_What is needed:_
Every record must be retyped exactly as it reads.

_Material shown:_
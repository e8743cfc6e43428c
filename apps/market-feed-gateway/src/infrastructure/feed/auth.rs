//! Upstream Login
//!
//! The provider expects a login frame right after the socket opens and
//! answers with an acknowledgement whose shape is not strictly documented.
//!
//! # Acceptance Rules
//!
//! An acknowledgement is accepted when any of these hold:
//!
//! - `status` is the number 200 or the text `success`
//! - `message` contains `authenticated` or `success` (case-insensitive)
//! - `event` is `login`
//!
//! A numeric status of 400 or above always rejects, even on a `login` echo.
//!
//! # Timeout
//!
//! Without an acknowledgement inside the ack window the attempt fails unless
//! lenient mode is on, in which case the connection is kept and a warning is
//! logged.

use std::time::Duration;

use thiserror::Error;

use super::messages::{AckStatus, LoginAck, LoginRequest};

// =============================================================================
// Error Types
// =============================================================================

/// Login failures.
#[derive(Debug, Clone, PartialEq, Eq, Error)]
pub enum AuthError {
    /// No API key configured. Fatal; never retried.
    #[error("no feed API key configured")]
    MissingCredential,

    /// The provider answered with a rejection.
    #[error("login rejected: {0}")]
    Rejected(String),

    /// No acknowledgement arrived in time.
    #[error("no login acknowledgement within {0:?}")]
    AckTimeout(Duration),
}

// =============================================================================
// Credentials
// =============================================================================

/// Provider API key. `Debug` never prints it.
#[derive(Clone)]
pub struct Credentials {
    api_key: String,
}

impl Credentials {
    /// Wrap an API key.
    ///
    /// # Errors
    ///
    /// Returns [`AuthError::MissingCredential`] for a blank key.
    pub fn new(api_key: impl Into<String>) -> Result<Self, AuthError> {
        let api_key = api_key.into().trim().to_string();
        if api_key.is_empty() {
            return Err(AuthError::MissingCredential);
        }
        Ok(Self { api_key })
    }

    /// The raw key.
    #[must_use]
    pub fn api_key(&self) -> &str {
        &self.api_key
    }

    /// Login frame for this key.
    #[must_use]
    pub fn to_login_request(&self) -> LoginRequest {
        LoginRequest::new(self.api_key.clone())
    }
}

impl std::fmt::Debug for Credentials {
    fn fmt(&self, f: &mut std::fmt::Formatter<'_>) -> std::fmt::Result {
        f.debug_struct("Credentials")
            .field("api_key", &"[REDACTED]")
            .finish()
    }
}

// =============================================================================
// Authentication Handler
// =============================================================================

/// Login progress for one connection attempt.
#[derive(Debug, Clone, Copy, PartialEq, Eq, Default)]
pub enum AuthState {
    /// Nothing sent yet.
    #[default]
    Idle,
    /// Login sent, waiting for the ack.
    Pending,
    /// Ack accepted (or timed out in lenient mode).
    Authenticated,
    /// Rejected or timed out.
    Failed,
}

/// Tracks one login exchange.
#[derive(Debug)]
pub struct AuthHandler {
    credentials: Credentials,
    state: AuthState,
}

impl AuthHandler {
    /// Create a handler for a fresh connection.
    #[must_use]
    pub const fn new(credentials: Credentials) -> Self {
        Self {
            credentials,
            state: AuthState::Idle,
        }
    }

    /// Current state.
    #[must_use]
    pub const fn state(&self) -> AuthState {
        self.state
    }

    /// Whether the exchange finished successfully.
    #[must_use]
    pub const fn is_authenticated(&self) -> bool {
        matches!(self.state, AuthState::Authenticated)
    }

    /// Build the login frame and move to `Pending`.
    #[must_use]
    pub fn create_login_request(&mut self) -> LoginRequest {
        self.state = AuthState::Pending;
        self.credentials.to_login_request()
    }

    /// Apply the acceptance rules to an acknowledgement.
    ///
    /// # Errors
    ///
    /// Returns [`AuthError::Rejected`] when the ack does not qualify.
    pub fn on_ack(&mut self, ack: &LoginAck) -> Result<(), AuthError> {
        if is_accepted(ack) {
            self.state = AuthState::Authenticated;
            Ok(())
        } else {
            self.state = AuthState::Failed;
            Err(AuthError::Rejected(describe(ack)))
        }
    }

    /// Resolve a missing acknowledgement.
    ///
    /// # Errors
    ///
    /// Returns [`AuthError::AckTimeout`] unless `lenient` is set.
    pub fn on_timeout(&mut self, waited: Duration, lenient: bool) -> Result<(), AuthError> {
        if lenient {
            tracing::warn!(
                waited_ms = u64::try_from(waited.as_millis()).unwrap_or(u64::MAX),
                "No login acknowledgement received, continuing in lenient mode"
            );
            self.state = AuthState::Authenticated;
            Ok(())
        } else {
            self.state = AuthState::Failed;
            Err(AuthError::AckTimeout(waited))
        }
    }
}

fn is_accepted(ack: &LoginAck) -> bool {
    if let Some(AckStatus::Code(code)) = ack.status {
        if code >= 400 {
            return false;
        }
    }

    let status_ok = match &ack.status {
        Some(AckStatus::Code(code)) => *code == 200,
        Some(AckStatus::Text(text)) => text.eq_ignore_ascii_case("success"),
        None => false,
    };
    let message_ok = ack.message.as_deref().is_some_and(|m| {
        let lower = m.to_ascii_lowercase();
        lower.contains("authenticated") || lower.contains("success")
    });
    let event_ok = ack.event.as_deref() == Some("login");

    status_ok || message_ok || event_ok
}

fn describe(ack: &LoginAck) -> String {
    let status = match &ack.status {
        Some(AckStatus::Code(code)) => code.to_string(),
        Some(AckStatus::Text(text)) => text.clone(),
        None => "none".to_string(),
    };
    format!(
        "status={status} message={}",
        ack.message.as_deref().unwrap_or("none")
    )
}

_Expected answer:_
repository e8743cfc6e43428c
filename apps/market-feed-gateway/src/infrastructure/feed/auth.rs
//! Upstream Login
//!
//! The provider expects a login frame right after the socket opens and
//! answers with an acknowledgement whose shape is not strictly documented.
//!
//! # Acceptance Rules
//!
//! An acknowledgement is accepted when any of these hold:
//!
//! - `status` is the number 200 or the text `success`
//! - `message` contains `authenticated` or `success` (case-insensitive)
//! - `event` is `login`
//!
//! A numeric status of 400 or above always rejects, even on a `login` echo.
//!
//! # Timeout
//!
//! Without an acknowledgement inside the ack window the attempt fails unless
//! lenient mode is on, in which case the connection is kept and a warning is
//! logged.

use std::time::Duration;

use thiserror::Error;

use super::messages::{AckStatus, LoginAck, LoginRequest};

// =============================================================================
// Error Types
// =============================================================================

/// Login failures.
#[derive(Debug, Clone, PartialEq, Eq, Error)]
pub enum AuthError {
    /// No API key configured. Fatal; never retried.
    #[error("no feed API key configured")]
    MissingCredential,

    /// The provider answered with a rejection.
    #[error("login rejected: {0}")]
    Rejected(String),

    /// No acknowledgement arrived in time.
    #[error("no login acknowledgement within {0:?}")]
    AckTimeout(Duration),
}

// =============================================================================
// Credentials
// =============================================================================

/// Provider API key. `Debug` never prints it.
#[derive(Clone)]
pub struct Credentials {
    api_key: String,
}

impl Credentials {
    /// Wrap an API key.
    ///
    /// # Errors
    ///
    /// Returns [`AuthError::MissingCredential`] for a blank key.
    pub fn new(api_key: impl Into<String>) -> Result<Self, AuthError> {
        let api_key = api_key.into().trim().to_string();
        if api_key.is_empty() {
            return Err(AuthError::MissingCredential);
        }
        Ok(Self { api_key })
    }

    /// The raw key.
    #[must_use]
    pub fn api_key(&self) -> &str {
        &self.api_key
    }

    /// Login frame for this key.
    #[must_use]
    pub fn to_login_request(&self) -> LoginRequest {
        LoginRequest::new(self.api_key.clone())
    }
}

impl std::fmt::Debug for Credentials {
    fn fmt(&self, f: &mut std::fmt::Formatter<'_>) -> std::fmt::Result {
        f.debug_struct("Credentials")
            .field("api_key", &"[REDACTED]")
            .finish()
    }
}

// =============================================================================
// Authentication Handler
// =============================================================================

/// Login progress for one connection attempt.
#[derive(Debug, Clone, Copy, PartialEq, Eq, Default)]
pub enum AuthState {
    /// Nothing sent yet.
    #[default]
    Idle,
    /// Login sent, waiting for the ack.
    Pending,
    /// Ack accepted (or timed out in lenient mode).
    Authenticated,
    /// Rejected or timed out.
    Failed,
}

/// Tracks one login exchange.
#[derive(Debug)]
pub struct AuthHandler {
    credentials: Credentials,
    state: AuthState,
}

impl AuthHandler {
    /// Create a handler for a fresh connection.
    #[must_use]
    pub const fn new(credentials: Credentials) -> Self {
        Self {
            credentials,
            state: AuthState::Idle,
        }
    }

    /// Current state.
    #[must_use]
    pub const fn state(&self) -> AuthState {
        self.state
    }

    /// Whether the exchange finished successfully.
    #[must_use]
    pub const fn is_authenticated(&self) -> bool {
        matches!(self.state, AuthState::Authenticated)
    }

    /// Build the login frame and move to `Pending`.
    #[must_use]
    pub fn create_login_request(&mut self) -> LoginRequest {
        self.state = AuthState::Pending;
        self.credentials.to_login_request()
    }

    /// Apply the acceptance rules to an acknowledgement.
    ///
    /// # Errors
    ///
    /// Returns [`AuthError::Rejected`] when the ack does not qualify.
    pub fn on_ack(&mut self, ack: &LoginAck) -> Result<(), AuthError> {
        if is_accepted(ack) {
            self.state = AuthState::Authenticated;
            Ok(())
        } else {
            self.state = AuthState::Failed;
            Err(AuthError::Rejected(describe(ack)))
        }
    }

    /// Resolve a missing acknowledgement.
    ///
    /// # Errors
    ///
    /// Returns [`AuthError::AckTimeout`] unless `lenient` is set.
    pub fn on_timeout(&mut self, waited: Duration, lenient: bool) -> Result<(), AuthError> {
        if lenient {
            tracing::warn!(
                waited_ms = u64::try_from(waited.as_millis()).unwrap_or(u64::MAX),
                "No login acknowledgement received, continuing in lenient mode"
            );
            self.state = AuthState::Authenticated;
            Ok(())
        } else {
            self.state = AuthState::Failed;
            Err(AuthError::AckTimeout(waited))
        }
    }
}

fn is_accepted(ack: &LoginAck) -> bool {
    if let Some(AckStatus::Code(code)) = ack.status {
        if code >= 400 {
            return false;
        }
    }

    let status_ok = match &ack.status {
        Some(AckStatus::Code(code)) => *code == 200,
        Some(AckStatus::Text(text)) => text.eq_ignore_ascii_case("success"),
        None => false,
    };
    let message_ok = ack.message.as_deref().is_some_and(|m| {
        let lower = m.to_ascii_lowercase();
        lower.contains("authenticated") || lower.contains("success")
    });
    let event_ok = ack.event.as_deref() == Some("login");

    status_ok || message_ok || event_ok
}

fn describe(ack: &LoginAck) -> String {
    let status = match &ack.status {
        Some(AckStatus::Code(code)) => code.to_string(),
        Some(AckStatus::Text(text)) => text.clone(),
        None => "none".to_string(),
    };
    format!(
        "status={status} message={}",
        ack.message.as_deref().unwrap_or("none")
    )
}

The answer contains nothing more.